Oleh: Iswan Kurnia Hasan
Al-quran surat An-Naas menyebutkan bahwa sesuatu yang buruk dan mengganggu manusia datangnya bisa dari golongan jin. Atau biasa kita kenal dengan godaan setan. Namun ada faktor internal dari manusia itu sendiri. Manusia juga bisa menjadi setan untuk dirinya sendiri dan orang lain.
Oleh karena itu, sebuah maksiat tidak bisa hanya disalahkan kepada setan dari kalangan jin. Manusia itu sendiri bisa jadi inspirator dan penggerak utamanya. Tanpa ada keterlibatan godaan dari luar untuk melaksanakan maksiat.
Dalam sebuah hadis yang diriwayatkan oleh Imam Muslim, Rasulullah shallallaahu ‘alaihi wa sallam menyatakan, “Dan hindarilah dusta, karena kedustaan itu akan menggiring kepada kejahatan, dan kejahatan itu akan menjerumuskan ke neraka.

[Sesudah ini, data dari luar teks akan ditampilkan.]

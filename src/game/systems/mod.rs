//! Game systems: self-contained modules that own state and logic.

pub mod build_system;

pub use build_system::{BuildSystem, TickOutcome};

Seseorang yang senantiasa berdusta dan memelihara kedustaan, maka ia akan dicatat sebagai pendusta di sisi Allah.”
Seorang yang berdusta pada awalnya bisa dipengaruhi dari luar. Ada godaan setan yang membuatnya berdusta. Inilah awal maksiat. Namun bila tidak bertaubat. Tidak segera meminta ampun kepada Allah subhaanahu wa ta’aala atas apa yang ia lakukan, maka Allah mentakdirkannya menjadi “kadzdzaaban” atau seorang yang tidak lagi bisa jujur. Ia menjadi terbiasa berdusta. Ia menjadi latah untuk berdusta.

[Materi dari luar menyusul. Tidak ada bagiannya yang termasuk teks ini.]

//! Build Configuration
//!
//! Placement tuning and the catalog of placeable pieces, loaded from JSON.
//! `Default` returns the values the build system was tuned with.

use std::path::Path;

use glam::Vec3;
use serde::{Deserialize, Serialize};
use thiserror::Error;

use crate::game::builder::rules::MAX_SLOPE_DEGREES;
use crate::game::builder::snap::SNAP_RELEASE_DISTANCE;
use crate::game::builder::Catalog;

/// Errors that can occur while loading a catalog file.
#[derive(Debug, Error)]
pub enum ConfigError {
    #[error("IO error: {0}")]
    Io(#[from] std::io::Error),
    #[error("JSON error: {0}")]
    Json(#[from] serde_json::Error),
    #[error("catalog has no entries")]
    EmptyCatalog,
    #[error("invalid {field}: {reason}")]
    InvalidValue { field: String, reason: String },
}

/// Placement tuning parameters.
#[derive(Clone, Debug, PartialEq, Serialize, Deserialize)]
#[serde(default)]
pub struct BuildConfig {
    /// Steepest accepted surface, degrees from world up (inclusive)
    pub max_slope_degrees: f32,
    /// Cursor distance from the snapped position that releases a snap
    pub snap_release_distance: f32,
    /// Height pieces sit at above their anchor (half the piece height)
    pub vertical_offset: f32,
    /// Ghost/piece scale for entries that do not set one
    pub default_scale: Vec3,
    /// Catalog index selected on start-up
    pub initial_selection: usize,
}

impl Default for BuildConfig {
    fn default() -> Self {
        Self {
            max_slope_degrees: MAX_SLOPE_DEGREES,
            snap_release_distance: SNAP_RELEASE_DISTANCE,
            vertical_offset: 0.25,
            default_scale: Vec3::new(2.0, 0.5, 2.0),
            initial_selection: 0,
        }
    }
}

impl BuildConfig {
    /// Reject values the build system cannot work with.
    pub fn validate(&self) -> Result<(), ConfigError> {
        if !(0.0..=90.0).contains(&self.max_slope_degrees) {
            return Err(invalid(
                "max_slope_degrees",
                format!("{} is outside 0..=90", self.max_slope_degrees),
            ));
        }
        if !(self.snap_release_distance > 0.0 && self.snap_release_distance.is_finite()) {
            return Err(invalid(
                "snap_release_distance",
                format!("{} must be a positive distance", self.snap_release_distance),
            ));
        }
        if !self.vertical_offset.is_finite() {
            return Err(invalid("vertical_offset", "must be finite".to_string()));
        }
        validate_scale("default_scale", self.default_scale)
    }
}

/// Contents of a catalog file.
///
/// ```json
/// {
///   "build": { "max_slope_degrees": 45.0 },
///   "catalog": [
///     { "preview": "foundation_wood_ghost", "final": "foundation_wood",
///       "object_type": "FOUNDATION", "object_style": "WOOD", "quantity": 10 }
///   ]
/// }
/// ```
#[derive(Clone, Debug, PartialEq, Serialize, Deserialize)]
pub struct CatalogConfig {
    #[serde(default)]
    pub build: BuildConfig,
    pub catalog: Catalog,
}

impl CatalogConfig {
    /// Parse and validate a catalog from a JSON string.
    pub fn from_json_str(json: &str) -> Result<Self, ConfigError> {
        let config: Self = serde_json::from_str(json)?;
        config.validate()?;
        Ok(config)
    }

    /// Read, parse and validate a catalog file.
    pub fn load(path: &Path) -> Result<Self, ConfigError> {
        let json = std::fs::read_to_string(path)?;
        let config = Self::from_json_str(&json)?;
        log::info!(
            "loaded {} catalog entries from {}",
            config.catalog.len(),
            path.display()
        );
        Ok(config)
    }

    pub fn to_json_string(&self) -> Result<String, ConfigError> {
        Ok(serde_json::to_string_pretty(self)?)
    }

    pub fn validate(&self) -> Result<(), ConfigError> {
        self.build.validate()?;

        if self.catalog.is_empty() {
            return Err(ConfigError::EmptyCatalog);
        }

        if self.build.initial_selection >= self.catalog.len() {
            return Err(invalid(
                "initial_selection",
                format!(
                    "{} is outside the catalog ({} entries)",
                    self.build.initial_selection,
                    self.catalog.len()
                ),
            ));
        }

        for (i, entry) in self.catalog.iter().enumerate() {
            if let Some(scale) = entry.scale {
                validate_scale(&format!("catalog[{i}].scale"), scale)?;
            }
        }

        Ok(())
    }
}

fn invalid(field: &str, reason: String) -> ConfigError {
    ConfigError::InvalidValue {
        field: field.to_string(),
        reason,
    }
}

fn validate_scale(field: &str, scale: Vec3) -> Result<(), ConfigError> {
    if !scale.is_finite() || scale.min_element() <= 0.0 {
        return Err(invalid(field, format!("{scale} must be finite and positive")));
    }
    Ok(())
}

Seperti inilah tipe maksiat yang dilakukan oleh manusia. Pada awalnya ada pengaruh dari luar dalam bentuk godaan setan dari kalangan jin. Ketika maksiat dilakukan tanpa segera diiringi dengan taubat, maka maksiat itu perlahan meningkat dari hanya sesekali, menjadi rutinitas. Walaupun terkadang masih timbul rasa takut dalam diri saat melakukannya. Dan pada akhirnya, kita latah maksiat. Menjadi kebiasaan tanpa ada lagi rasa takut kepada Allah Subhaanahu wa Ta’ala, atau malu kepada manusia saat melakukannya.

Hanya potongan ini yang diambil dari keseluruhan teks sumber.